More sophisticated methods utilize the fact that multiple mutations with similar variant allele frequencies may correspond to a clonal or subclonal cluster of mutations. For example, PyClone (Shah et al., 2012, Roth et al., 2014) pioneered the integration of variant allele frequencies with allele specific copy number and purity estimates in order to define the subclonal composition of individual biopsies. The method uses a Bayesian Dirichlet clustering process to jointly group deeply sequenced (>100x) mutations, and infers posterior density estimates over the cancer cell fraction (CCF) for each mutation. Indeed, modelling the number of subclones as coming from a Dirichlet process does not require knowledge of the number of subclones a priori, thus allowing both mutations to be assigned to clusters and the number of clusters to be inferred as part of the model (Roth et al., 2014). A limitation of PyClone, however, is that it assumes all copy number events are clonal, and deep sequencing is required (Roth et al., 2014). The method adopted by Nik-Zainal (2012b) leverages data from whole genome sequencing to
circumvent the need for deep sequencing and allows mutations to reside on subclonal copy numbers. By contrast, SciClone (Miller et al., 2014) - which also applies a Bayesian clustering method - focuses exclusively on single-nucleotide variants (SNVs) in copy-number neutral, loss of heterozygosity (LOH)-free portions of the genome. Although this feature of SciClone circumvents issues associated with clonal and subclonal copy number aberrations, it means not every mutation can be associated with an SNV cluster. All these methods have also been extended to allow multiple samples over space or time to be included in subclonal clustering and this may considerably improve the accuracy of subclonal reconstruction.

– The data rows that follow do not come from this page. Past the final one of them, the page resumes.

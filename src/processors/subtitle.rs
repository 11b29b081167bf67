//! Subtitle file processor: line-by-line translation of `.srt` files

use regex::Regex;
use std::path::{Path, PathBuf};
use tracing::{debug, info};

use crate::core::errors::{Result, TranslationError};
use crate::core::guard::RetranslationGuard;
use crate::core::models::{LineResult, TranslationJob};
use crate::providers::Translator;

/// Latin letters or CJK unified ideographs
const TRANSLATABLE_PATTERN: &str = r"[a-zA-Z\x{4e00}-\x{9fff}]+";

/// Subtitle processor that translates text lines and keeps the rest verbatim
#[derive(Debug, Clone)]
pub struct SubtitleProcessor {
    text_pattern: Regex,
    guard: RetranslationGuard,
}

impl Default for SubtitleProcessor {
    fn default() -> Self {
        Self::new()
    }
}

impl SubtitleProcessor {
    /// Create a new subtitle processor
    pub fn new() -> Self {
        Self {
            text_pattern: Regex::new(TRANSLATABLE_PATTERN).expect("valid text pattern"),
            guard: RetranslationGuard::new(),
        }
    }

    /// Find subtitle files directly inside `dir`
    pub fn find_files(&self, dir: &Path) -> Result<Vec<PathBuf>> {
        if !dir.is_dir() {
            return Err(TranslationError::FileError {
                path: dir.display().to_string(),
                message: "Not a directory".to_string(),
            });
        }

        let mut files = Vec::new();
        for entry in walkdir::WalkDir::new(dir).min_depth(1).max_depth(1) {
            let entry = entry.map_err(|e| TranslationError::file(dir, e))?;
            let path = entry.path();
            if path.is_file() && self.is_subtitle_file(path) {
                files.push(path.to_path_buf());
            }
        }
        files.sort();

        Ok(files)
    }

    /// Check if file is a SubRip subtitle
    fn is_subtitle_file(&self, path: &Path) -> bool {
        path.extension()
            .map(|ext| ext.to_string_lossy().eq_ignore_ascii_case("srt"))
            .unwrap_or(false)
    }

    /// Whether a line carries text worth sending to a provider
    pub fn is_translatable(&self, line: &str) -> bool {
        self.text_pattern.is_match(line)
    }

    /// Translate one line, or pass it through when it has no text.
    ///
    /// Output lines end with `\n` whatever the input terminator was.
    pub async fn translate_line(&self, translator: &dyn Translator, line: &str) -> Result<LineResult> {
        if !self.is_translatable(line) {
            return Ok(LineResult::passthrough(line));
        }

        let text = line.trim_end_matches(&['\r', '\n'][..]);
        let mut translation = translator.translate(text).await?;

        if self.guard.should_retry(text, &translation) {
            let retry = translator.translate(&self.guard.retry_input(text)).await?;
            info!("Retranslation for text: {}, New translation: {}", translation, retry);
            translation = retry;
        }

        let translated = format!("{}\n", translation.trim_end_matches(&['\r', '\n'][..]));
        debug!(
            "{} --translated with {} to-- {}",
            text,
            translator.kind(),
            translated.trim_end()
        );

        Ok(LineResult {
            original: line.to_string(),
            translated,
            was_translated: true,
        })
    }

    /// Translate every line of a subtitle document
    pub async fn translate_content(&self, translator: &dyn Translator, content: &str) -> Result<String> {
        let mut output = String::with_capacity(content.len());
        for line in content.split_inclusive('\n') {
            let result = self.translate_line(translator, line).await?;
            output.push_str(&result.translated);
        }
        Ok(output)
    }

    /// Translate a single subtitle file into its target-language sibling.
    ///
    /// The output is written to a `.part` file first and renamed into place
    /// once the whole file has been translated.
    pub async fn translate_file(&self, job: &TranslationJob, translator: &dyn Translator) -> Result<PathBuf> {
        let input = &job.source_file;
        info!(
            "Starting translation for file: {}, New suffix: {}",
            job.display_name(),
            job.output_suffix()
        );

        let content = tokio::fs::read_to_string(input)
            .await
            .map_err(|e| TranslationError::file(input, e))?;

        let translated = self.translate_content(translator, &content).await?;

        let output = job.output_path();
        let partial = partial_path(&output);
        tokio::fs::write(&partial, translated)
            .await
            .map_err(|e| TranslationError::file(&partial, e))?;
        if let Err(e) = tokio::fs::rename(&partial, &output).await {
            let _ = tokio::fs::remove_file(&partial).await;
            return Err(TranslationError::file(&output, e));
        }

        info!("New file created Name: {}", output.display());
        Ok(output)
    }
}

fn partial_path(output: &Path) -> PathBuf {
    let mut name = output.file_name().map(|n| n.to_os_string()).unwrap_or_default();
    name.push(".part");
    output.with_file_name(name)
}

Importantly, in the absence of multi-region data, it may be impossible to accurately de-convolve the subclonal structure in a tumour. For example, if two clonal populations have similar cancer cell fractions in one tumour region, they will appear as one clone. Analysis of another tumour region may enable their separation. Alternatively, further information regarding the clonal composition of tumours can be inferred based on the mutual exclusivity or co-occurrence of mutations in cancer cells, either from single cell sequencing or from ‘phasing’. Phasing involves determining whether mutations co-occur or are mutually exclusive, allowing different subclones to be delineated; if two mutations never occur together they are likely to represent distinct subclones, whereas if two mutations can be phased in the same cancer cell they are necessarily present in the same lineage (Nik-Zainal et al., 2012b). However, such approaches are currently limited to analysis of mutations in regions of hyper-mutations or high mutation burden.
The majority of computational tools focus on dissecting the heterogeneity of SNVs. More recently, tools have also been developed to explore heterogeneity at the copy number level (Ha et al., 2014, Oesper et al., 2014). For example, THetA (Tumour Heterogeneity Analysis) is an algorithm that seeks to estimate tumour, purity and clonal and subclonal copy numbers directly from DNA sequencing data (Oesper et al., 2014), while TITAN uses a hidden Markov model (HMM) framework to estimate clonal and subclonal clusters of copy numbers (Ha et al., 2014).